Prefect integrations interacting with Databricks

The tasks within this collection were created by a code generator using the service's OpenAPI spec.

The service's REST API documentation can be found [here](https://docs.databricks.com/dev-tools/api/latest/index.html).

## Getting Started

### Python setup

Requires an installation of Python 3.7+.

We recommend using a Python virtual environment manager such as pipenv, conda or virtualenv.
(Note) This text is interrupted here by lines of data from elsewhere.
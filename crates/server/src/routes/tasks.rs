use axum::{
    Json, Router,
    extract::{Path, State, rejection::JsonRejection},
    http::StatusCode,
    response::Json as ResponseJson,
    routing::{get, put},
};
use db::models::task::{CreateTask, Task, UpdateTask};
use utils::response::MessageResponse;
use uuid::Uuid;

use crate::{AppState, error::ApiError};

/// GET /api/tasks
pub async fn get_tasks(
    State(state): State<AppState>,
) -> Result<ResponseJson<Vec<Task>>, ApiError> {
    let tasks = Task::find_all(&state.db().pool).await?;
    Ok(ResponseJson(tasks))
}

/// POST /api/tasks
pub async fn create_task(
    State(state): State<AppState>,
    payload: Result<Json<CreateTask>, JsonRejection>,
) -> Result<(StatusCode, ResponseJson<Task>), ApiError> {
    let Json(payload) = payload?;
    let task = Task::create(&state.db().pool, &payload, Uuid::new_v4()).await?;

    tracing::info!(task_id = %task.id, "Task created");
    Ok((StatusCode::CREATED, ResponseJson(task)))
}

/// PUT /api/tasks/{id}
/// The body is a partial update; absent fields keep their stored value.
pub async fn update_task(
    State(state): State<AppState>,
    Path(task_id): Path<String>,
    payload: Result<Json<UpdateTask>, JsonRejection>,
) -> Result<ResponseJson<Task>, ApiError> {
    let task_id = parse_task_id(&task_id)?;
    let Json(payload) = payload?;
    let task = Task::update(&state.db().pool, task_id, &payload).await?;

    tracing::debug!(task_id = %task.id, completed = task.completed, "Task updated");
    Ok(ResponseJson(task))
}

/// DELETE /api/tasks/{id}
pub async fn delete_task(
    State(state): State<AppState>,
    Path(task_id): Path<String>,
) -> Result<ResponseJson<MessageResponse>, ApiError> {
    let task_id = parse_task_id(&task_id)?;
    Task::delete(&state.db().pool, task_id).await?;

    tracing::info!(task_id = %task_id, "Task deleted");
    Ok(ResponseJson(MessageResponse::new("Task deleted")))
}

// An id that cannot be a task id names no task.
fn parse_task_id(raw: &str) -> Result<Uuid, ApiError> {
    Uuid::parse_str(raw).map_err(|_| ApiError::NotFound)
}

pub fn router() -> Router<AppState> {
    Router::new()
        .route("/tasks", get(get_tasks).post(create_task))
        .route("/tasks/{id}", put(update_task).delete(delete_task))
}
//! Observable client-side mirror of the server's task list.
//!
//! Every state change goes through a `watch` channel, so views re-render
//! only at the mutation points below. Mutations wait for the server: the
//! local list changes only after a successful response.

use std::sync::Arc;

use tokio::sync::watch;
use tracing::warn;
use uuid::Uuid;

use crate::{
    api::TaskApi,
    models::{Task, TaskPatch},
};

pub const FETCH_FAILED: &str = "Failed to fetch tasks";
pub const ADD_FAILED: &str = "Failed to add task";
pub const UPDATE_FAILED: &str = "Failed to update task";
pub const DELETE_FAILED: &str = "Failed to delete task";

#[derive(Debug, Clone, Default, PartialEq)]
pub struct TaskStoreState {
    pub tasks: Vec<Task>,
    pub loading: bool,
    pub error: Option<String>,
}

pub struct TaskStore {
    api: Arc<dyn TaskApi>,
    state: watch::Sender<TaskStoreState>,
}

impl TaskStore {
    pub fn new(api: Arc<dyn TaskApi>) -> Self {
        let (state, _) = watch::channel(TaskStoreState::default());
        Self { api, state }
    }

    /// Receiver that is marked changed after every mutation.
    pub fn subscribe(&self) -> watch::Receiver<TaskStoreState> {
        self.state.subscribe()
    }

    pub fn snapshot(&self) -> TaskStoreState {
        self.state.borrow().clone()
    }

    pub async fn fetch_tasks(&self) {
        self.state.send_modify(|state| state.loading = true);
        let _loading = LoadingGuard(&self.state);

        match self.api.list_tasks().await {
            Ok(tasks) => self.state.send_modify(|state| {
                state.tasks = tasks;
                state.error = None;
            }),
            Err(e) => {
                warn!(error = %e, "{}", FETCH_FAILED);
                self.set_error(FETCH_FAILED);
            }
        }
    }

    pub async fn add_task(&self, title: &str) {
        match self.api.create_task(title).await {
            Ok(task) => self.state.send_modify(|state| state.tasks.push(task)),
            Err(e) => {
                warn!(error = %e, "{}", ADD_FAILED);
                self.set_error(ADD_FAILED);
            }
        }
    }

    /// Flip `completed` on the server, then adopt whatever value it returns.
    pub async fn toggle_task(&self, id: Uuid) {
        let Some(completed) = self
            .state
            .borrow()
            .tasks
            .iter()
            .find(|task| task.id == id)
            .map(|task| task.completed)
        else {
            return;
        };

        match self.api.update_task(id, &TaskPatch::completed(!completed)).await {
            Ok(updated) => self.state.send_modify(|state| {
                if let Some(task) = state.tasks.iter_mut().find(|task| task.id == id) {
                    task.completed = updated.completed;
                }
            }),
            Err(e) => {
                warn!(task_id = %id, error = %e, "{}", UPDATE_FAILED);
                self.set_error(UPDATE_FAILED);
            }
        }
    }

    pub async fn delete_task(&self, id: Uuid) {
        match self.api.delete_task(id).await {
            Ok(()) => self
                .state
                .send_modify(|state| state.tasks.retain(|task| task.id != id)),
            Err(e) => {
                warn!(task_id = %id, error = %e, "{}", DELETE_FAILED);
                self.set_error(DELETE_FAILED);
            }
        }
    }

    fn set_error(&self, message: &str) {
        self.state
            .send_modify(|state| state.error = Some(message.to_string()));
    }
}

/// Clears `loading` when dropped, whichever way the fetch ends.
struct LoadingGuard<'a>(&'a watch::Sender<TaskStoreState>);

impl Drop for LoadingGuard<'_> {
    fn drop(&mut self) {
        self.0.send_modify(|state| state.loading = false);
    }
}
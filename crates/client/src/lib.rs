//! Client side of the task manager: an HTTP binding to the task API, an
//! observable store that mirrors the server's task list, and text views
//! rendering that store.

pub mod api;
pub mod models;
pub mod store;
pub mod views;
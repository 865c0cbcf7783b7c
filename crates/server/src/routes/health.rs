use axum::{Router, response::Json as ResponseJson, routing::get};
use utils::response::MessageResponse;

use crate::AppState;

pub async fn health_check() -> ResponseJson<MessageResponse> {
    ResponseJson(MessageResponse::new("ok"))
}

pub fn router() -> Router<AppState> {
    Router::new().route("/health", get(health_check))
}
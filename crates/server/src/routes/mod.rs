use axum::Router;
use tower_http::{cors::CorsLayer, trace::TraceLayer};

use crate::AppState;

pub mod health;
pub mod tasks;

pub fn router(state: AppState) -> Router {
    let api_routes = Router::new()
        .merge(health::router())
        .merge(tasks::router());

    Router::new()
        .nest("/api", api_routes)
        .layer(TraceLayer::new_for_http())
        .layer(CorsLayer::permissive())
        .with_state(state)
}
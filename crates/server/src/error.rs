use axum::{
    Json,
    extract::rejection::JsonRejection,
    http::StatusCode,
    response::{IntoResponse, Response},
};
use db::models::task::TaskError;
use thiserror::Error;
use utils::response::MessageResponse;

#[derive(Debug, Error)]
pub enum ApiError {
    #[error(transparent)]
    Task(#[from] TaskError),
    #[error(transparent)]
    Database(#[from] sqlx::Error),
    #[error("Bad request: {0}")]
    BadRequest(String),
    #[error("Task not found")]
    NotFound,
}

impl From<JsonRejection> for ApiError {
    fn from(rejection: JsonRejection) -> Self {
        ApiError::BadRequest(rejection.body_text())
    }
}

impl IntoResponse for ApiError {
    fn into_response(self) -> Response {
        let status_code = match &self {
            ApiError::Task(TaskError::Validation(_)) | ApiError::BadRequest(_) => {
                StatusCode::BAD_REQUEST
            }
            ApiError::Task(TaskError::NotFound) | ApiError::NotFound => StatusCode::NOT_FOUND,
            ApiError::Task(TaskError::Database(_)) | ApiError::Database(_) => {
                StatusCode::INTERNAL_SERVER_ERROR
            }
        };

        let message = match &self {
            ApiError::Task(TaskError::Validation(msg)) | ApiError::BadRequest(msg) => msg.clone(),
            ApiError::Task(TaskError::NotFound) | ApiError::NotFound => {
                "Task not found".to_string()
            }
            ApiError::Task(TaskError::Database(e)) | ApiError::Database(e) => {
                tracing::error!(error = %e, "Database error while handling request");
                "Server Error".to_string()
            }
        };

        (status_code, Json(MessageResponse::new(message))).into_response()
    }
}

#[cfg(test)]
mod tests {
    use super::*;

    #[test]
    fn status_codes_follow_error_kind() {
        let cases = [
            (
                ApiError::Task(TaskError::Validation("Title is required".into())),
                StatusCode::BAD_REQUEST,
            ),
            (ApiError::BadRequest("bad json".into()), StatusCode::BAD_REQUEST),
            (ApiError::Task(TaskError::NotFound), StatusCode::NOT_FOUND),
            (ApiError::NotFound, StatusCode::NOT_FOUND),
            (
                ApiError::Database(sqlx::Error::PoolTimedOut),
                StatusCode::INTERNAL_SERVER_ERROR,
            ),
        ];
        for (error, expected) in cases {
            assert_eq!(error.into_response().status(), expected);
        }
    }
}
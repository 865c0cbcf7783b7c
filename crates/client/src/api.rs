//! HTTP binding to the task REST API.

use async_trait::async_trait;
use reqwest::{Client, Response};
use serde::de::DeserializeOwned;
use thiserror::Error;
use utils::response::MessageResponse;
use uuid::Uuid;

use crate::models::{NewTask, Task, TaskPatch};

#[derive(Debug, Clone, Error)]
pub enum ClientError {
    #[error("network error: {0}")]
    Transport(String),
    #[error("http {status}: {body}")]
    Http { status: u16, body: String },
    #[error("json error: {0}")]
    Decode(String),
}

impl ClientError {
    pub fn is_not_found(&self) -> bool {
        matches!(self, Self::Http { status: 404, .. })
    }
}

/// Remote operations the client store depends on.
#[async_trait]
pub trait TaskApi: Send + Sync {
    async fn list_tasks(&self) -> Result<Vec<Task>, ClientError>;

    async fn create_task(&self, title: &str) -> Result<Task, ClientError>;

    async fn update_task(&self, id: Uuid, patch: &TaskPatch) -> Result<Task, ClientError>;

    async fn delete_task(&self, id: Uuid) -> Result<(), ClientError>;
}

#[derive(Debug, Clone)]
pub struct HttpTaskApi {
    http: Client,
    base_url: String,
}

impl HttpTaskApi {
    /// `base_url` is the server origin, e.g. `http://127.0.0.1:3000`.
    pub fn new(base_url: impl Into<String>) -> Result<Self, ClientError> {
        let http = Client::builder()
            .user_agent(concat!("tasks-client/", env!("CARGO_PKG_VERSION")))
            .build()
            .map_err(|e| ClientError::Transport(e.to_string()))?;

        Ok(Self {
            http,
            base_url: base_url.into().trim_end_matches('/').to_string(),
        })
    }

    fn tasks_url(&self) -> String {
        format!("{}/api/tasks", self.base_url)
    }

    fn task_url(&self, id: Uuid) -> String {
        format!("{}/api/tasks/{}", self.base_url, id)
    }
}

#[async_trait]
impl TaskApi for HttpTaskApi {
    async fn list_tasks(&self) -> Result<Vec<Task>, ClientError> {
        let res = self
            .http
            .get(self.tasks_url())
            .send()
            .await
            .map_err(map_reqwest_error)?;
        decode(res).await
    }

    async fn create_task(&self, title: &str) -> Result<Task, ClientError> {
        let res = self
            .http
            .post(self.tasks_url())
            .json(&NewTask { title })
            .send()
            .await
            .map_err(map_reqwest_error)?;
        decode(res).await
    }

    async fn update_task(&self, id: Uuid, patch: &TaskPatch) -> Result<Task, ClientError> {
        let res = self
            .http
            .put(self.task_url(id))
            .json(patch)
            .send()
            .await
            .map_err(map_reqwest_error)?;
        decode(res).await
    }

    async fn delete_task(&self, id: Uuid) -> Result<(), ClientError> {
        let res = self
            .http
            .delete(self.task_url(id))
            .send()
            .await
            .map_err(map_reqwest_error)?;
        decode::<MessageResponse>(res).await.map(|_| ())
    }
}

async fn decode<T: DeserializeOwned>(res: Response) -> Result<T, ClientError> {
    let status = res.status();
    if status.is_success() {
        res.json::<T>()
            .await
            .map_err(|e| ClientError::Decode(e.to_string()))
    } else {
        let body = res.text().await.unwrap_or_default();
        Err(ClientError::Http {
            status: status.as_u16(),
            body,
        })
    }
}

fn map_reqwest_error(e: reqwest::Error) -> ClientError {
    ClientError::Transport(e.to_string())
}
These tasks are designed to work with Prefect 2.0. For more information about how to use Prefect, please refer to the [Prefect documentation](https://orion-docs.prefect.io/).

### Installation

Install `prefect-databricks` with `pip`:

```bash
pip install prefect-databricks
```

Then, register to [view the block](https://orion-docs.prefect.io/ui/blocks/) on Prefect Cloud:

```bash
prefect block register -m prefect_databricks.credentials
```

Note, to use the `load` method on Blocks, you must already have a block document [saved through code](https://orion-docs.prefect.io/concepts/blocks/#saving-blocks) or [saved through the UI](https://orion-docs.prefect.io/ui/blocks/).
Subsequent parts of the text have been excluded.